• **Provided data**:
╔══

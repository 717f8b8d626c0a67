//! Where a document comes from, and which kind of document it is.

use reqwest::Url;
use serde::{Deserialize, Serialize};
use std::fmt;

/// Input descriptor of a document.
///
/// Both variants accept `None` so that a host can hand over whatever it
/// received; an absent payload finishes the load as
/// [`crate::LoadError::InvalidResource`] without touching the network.
#[derive(Debug, Clone, PartialEq, Eq)]
pub enum DocumentSource {
    /// Inline base64 payload.
    EncodedContent(Option<String>),
    /// Remote location (`http`, `https` or `file` URL).
    RemoteLocation(Option<Url>),
}

impl DocumentSource {
    pub fn encoded(contents: impl Into<String>) -> Self {
        DocumentSource::EncodedContent(Some(contents.into()))
    }

    pub fn remote(url: Url) -> Self {
        DocumentSource::RemoteLocation(Some(url))
    }

    /// Parse `input` as a URL, keeping `None` when it is not one.
    pub fn remote_str(input: &str) -> Self {
        DocumentSource::RemoteLocation(Url::parse(input).ok())
    }

    /// `true` when there is nothing to load: no payload, a blank payload or
    /// no URL.
    pub fn is_empty(&self) -> bool {
        match self {
            DocumentSource::EncodedContent(contents) => contents
                .as_deref()
                .map_or(true, |c| c.trim().is_empty()),
            DocumentSource::RemoteLocation(url) => url.is_none(),
        }
    }

    pub fn is_remote(&self) -> bool {
        matches!(self, DocumentSource::RemoteLocation(_))
    }
}

/// The kinds of documents the viewer can show.
#[derive(Debug, Clone, Copy, PartialEq, Eq, Hash, Serialize, Deserialize)]
pub enum DocumentKind {
    Image,
    Pdf,
}

impl DocumentKind {
    /// Fixed subdirectory of the share root that exported files land in.
    pub fn share_subdirectory(&self) -> &'static str {
        match self {
            DocumentKind::Image => "image-file",
            DocumentKind::Pdf => "pdf-file",
        }
    }
}

impl fmt::Display for DocumentKind {
    fn fmt(&self, f: &mut fmt::Formatter<'_>) -> fmt::Result {
        match self {
            DocumentKind::Image => f.write_str("image"),
            DocumentKind::Pdf => f.write_str("pdf"),
        }
    }
}
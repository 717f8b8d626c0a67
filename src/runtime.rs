//! Execution contexts: the background pool and the serial main context.
//!
//! ## Two contexts
//!
//! * **Background**: the tokio blocking pool. Remote byte loads block a
//!   thread for the whole transfer and image/PDF decoding is CPU-bound, so
//!   both run via `spawn_blocking`, never on an async worker or on the host's
//!   UI thread.
//! * **Main**: a single serial queue ([`MainQueue`] / [`MainLoop`]) drained
//!   by the host on its UI thread. Every document state change and every
//!   view mutation for a remote load is posted here, so observers always run
//!   on the thread that owns the UI.
//!
//! ## Deterministic mode
//!
//! [`ExecutionPolicy::Immediate`] collapses both hops into inline calls on
//! the calling thread. Tests use it to observe every state transition before
//! `load_source()` returns; production code uses
//! [`ExecutionPolicy::Dispatched`], typically obtained from
//! [`ViewerRuntime::policy`].

use crate::config::ViewerConfig;
use crate::error::DocViewError;
use std::fmt;
use tokio::runtime::{Handle, Runtime};
use tokio::sync::mpsc;
use tracing::{debug, warn};

/// A unit of work posted to the main context.
pub type Job = Box<dyn FnOnce() + Send + 'static>;

/// Sending half of the main context. Cheap to clone.
#[derive(Clone)]
pub struct MainQueue {
    tx: mpsc::UnboundedSender<Job>,
}

impl MainQueue {
    /// Queue `job` to run on the main context.
    ///
    /// If the [`MainLoop`] has been dropped the job is discarded; there is no
    /// longer a UI to update.
    pub fn post(&self, job: impl FnOnce() + Send + 'static) {
        if self.tx.send(Box::new(job)).is_err() {
            warn!("Main loop has been dropped; discarding posted job");
        }
    }
}

impl fmt::Debug for MainQueue {
    fn fmt(&self, f: &mut fmt::Formatter<'_>) -> fmt::Result {
        f.debug_struct("MainQueue")
            .field("closed", &self.tx.is_closed())
            .finish()
    }
}

/// Receiving half of the main context, driven by the host's UI thread.
pub struct MainLoop {
    rx: mpsc::UnboundedReceiver<Job>,
}

impl MainLoop {
    /// Run jobs until every [`MainQueue`] (including those held by loaders
    /// and [`ViewerRuntime`]) has been dropped.
    pub async fn run(mut self) {
        while let Some(job) = self.rx.recv().await {
            job();
        }
        debug!("Main loop finished: all queues dropped");
    }

    /// Wait for and run a single job. Returns `false` once every queue is gone.
    pub async fn run_one(&mut self) -> bool {
        match self.rx.recv().await {
            Some(job) => {
                job();
                true
            }
            None => false,
        }
    }

    /// Blocking variant of [`MainLoop::run_one`] for hosts whose UI thread is
    /// not async. Must not be called from inside an async task.
    pub fn blocking_run_one(&mut self) -> bool {
        match self.rx.blocking_recv() {
            Some(job) => {
                job();
                true
            }
            None => false,
        }
    }

    /// Run every job already queued without waiting. Returns how many ran.
    ///
    /// Suited to hosts that pump the queue once per frame.
    pub fn run_pending(&mut self) -> usize {
        let mut ran = 0;
        while let Ok(job) = self.rx.try_recv() {
            job();
            ran += 1;
        }
        ran
    }
}

impl fmt::Debug for MainLoop {
    fn fmt(&self, f: &mut fmt::Formatter<'_>) -> fmt::Result {
        f.debug_struct("MainLoop").finish_non_exhaustive()
    }
}

/// Create a connected main-context pair.
pub fn main_context() -> (MainQueue, MainLoop) {
    let (tx, rx) = mpsc::unbounded_channel();
    (MainQueue { tx }, MainLoop { rx })
}

/// How loaders hop between contexts.
#[derive(Clone)]
pub enum ExecutionPolicy {
    /// Blocking work on `background`'s blocking pool, completions on `main`.
    Dispatched { background: Handle, main: MainQueue },
    /// Every hop runs inline on the calling thread.
    Immediate,
}

impl ExecutionPolicy {
    pub fn dispatched(background: Handle, main: MainQueue) -> Self {
        ExecutionPolicy::Dispatched { background, main }
    }

    /// Run blocking `job` off the main context.
    pub fn run_in_background(&self, job: impl FnOnce() + Send + 'static) {
        match self {
            ExecutionPolicy::Dispatched { background, .. } => {
                // Detached: loads are not cancellable.
                drop(background.spawn_blocking(job));
            }
            ExecutionPolicy::Immediate => job(),
        }
    }

    /// Run `job` on the main context.
    pub fn run_on_main(&self, job: impl FnOnce() + Send + 'static) {
        match self {
            ExecutionPolicy::Dispatched { main, .. } => main.post(job),
            ExecutionPolicy::Immediate => job(),
        }
    }

    pub fn is_immediate(&self) -> bool {
        matches!(self, ExecutionPolicy::Immediate)
    }
}

impl fmt::Debug for ExecutionPolicy {
    fn fmt(&self, f: &mut fmt::Formatter<'_>) -> fmt::Result {
        match self {
            ExecutionPolicy::Dispatched { main, .. } => f
                .debug_struct("Dispatched")
                .field("main", main)
                .finish_non_exhaustive(),
            ExecutionPolicy::Immediate => f.write_str("Immediate"),
        }
    }
}

/// Owns the bounded background pool and the main queue of a host.
///
/// Drop it outside of async code, or call
/// [`ViewerRuntime::shutdown_background`] when inside one.
pub struct ViewerRuntime {
    runtime: Runtime,
    main: MainQueue,
}

impl ViewerRuntime {
    /// Build the background pool (at most `config.max_background_threads`
    /// blocking threads) and the main context.
    pub fn new(config: &ViewerConfig) -> Result<(Self, MainLoop), DocViewError> {
        let runtime = tokio::runtime::Builder::new_multi_thread()
            .worker_threads(1)
            .max_blocking_threads(config.max_background_threads)
            .thread_name("docview-background")
            .enable_all()
            .build()
            .map_err(DocViewError::RuntimeBuild)?;

        let (main, main_loop) = main_context();
        debug!(
            "Viewer runtime started ({} background threads max)",
            config.max_background_threads
        );
        Ok((Self { runtime, main }, main_loop))
    }

    /// The production policy: background pool + this runtime's main queue.
    pub fn policy(&self) -> ExecutionPolicy {
        ExecutionPolicy::dispatched(self.runtime.handle().clone(), self.main.clone())
    }

    pub fn handle(&self) -> &Handle {
        self.runtime.handle()
    }

    pub fn main_queue(&self) -> MainQueue {
        self.main.clone()
    }

    /// Shut the pool down without waiting for in-flight loads.
    pub fn shutdown_background(self) {
        self.runtime.shutdown_background();
    }
}

impl fmt::Debug for ViewerRuntime {
    fn fmt(&self, f: &mut fmt::Formatter<'_>) -> fmt::Result {
        f.debug_struct("ViewerRuntime")
            .field("main", &self.main)
            .finish_non_exhaustive()
    }
}

#[cfg(test)]
mod tests {
    use super::*;
    use std::sync::atomic::{AtomicUsize, Ordering};
    use std::sync::Arc;
    use std::thread;

    #[test]
    fn immediate_runs_inline() {
        let ran = Arc::new(AtomicUsize::new(0));
        let policy = ExecutionPolicy::Immediate;

        let r = Arc::clone(&ran);
        policy.run_in_background(move || {
            r.fetch_add(1, Ordering::SeqCst);
        });
        let r = Arc::clone(&ran);
        policy.run_on_main(move || {
            r.fetch_add(1, Ordering::SeqCst);
        });

        assert_eq!(ran.load(Ordering::SeqCst), 2);
        assert!(policy.is_immediate());
    }

    #[test]
    fn main_queue_defers_until_pumped() {
        let (queue, mut main_loop) = main_context();
        let ran = Arc::new(AtomicUsize::new(0));

        for _ in 0..3 {
            let r = Arc::clone(&ran);
            queue.post(move || {
                r.fetch_add(1, Ordering::SeqCst);
            });
        }

        assert_eq!(ran.load(Ordering::SeqCst), 0);
        assert_eq!(main_loop.run_pending(), 3);
        assert_eq!(ran.load(Ordering::SeqCst), 3);
        assert_eq!(main_loop.run_pending(), 0);
    }

    #[test]
    fn main_loop_ends_when_queues_drop() {
        let (queue, mut main_loop) = main_context();
        queue.post(|| {});
        drop(queue);
        assert!(main_loop.blocking_run_one());
        assert!(!main_loop.blocking_run_one());
    }

    #[test]
    fn post_after_loop_dropped_is_harmless() {
        let (queue, main_loop) = main_context();
        drop(main_loop);
        queue.post(|| panic!("must not run"));
    }

    #[test]
    fn dispatched_background_hops_to_main_thread() {
        let config = ViewerConfig::builder()
            .max_background_threads(2)
            .build()
            .unwrap();
        let (runtime, mut main_loop) = ViewerRuntime::new(&config).unwrap();
        let policy = runtime.policy();
        let main_thread = thread::current().id();

        let seen = Arc::new(parking_lot::Mutex::new(Vec::new()));
        let seen_bg = Arc::clone(&seen);
        let hop = policy.clone();
        policy.run_in_background(move || {
            seen_bg.lock().push(thread::current().id() != main_thread);
            let seen_main = Arc::clone(&seen_bg);
            hop.run_on_main(move || {
                seen_main.lock().push(thread::current().id() == main_thread);
            });
        });

        assert!(main_loop.blocking_run_one());
        assert_eq!(*seen.lock(), vec![true, true]);
    }
}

╚══

Your answer should consist of every line from the entries that holds "Deserialize".

use serde::{Deserialize, Serialize};
#[derive(Debug, Clone, Copy, PartialEq, Eq, Hash, Serialize, Deserialize)]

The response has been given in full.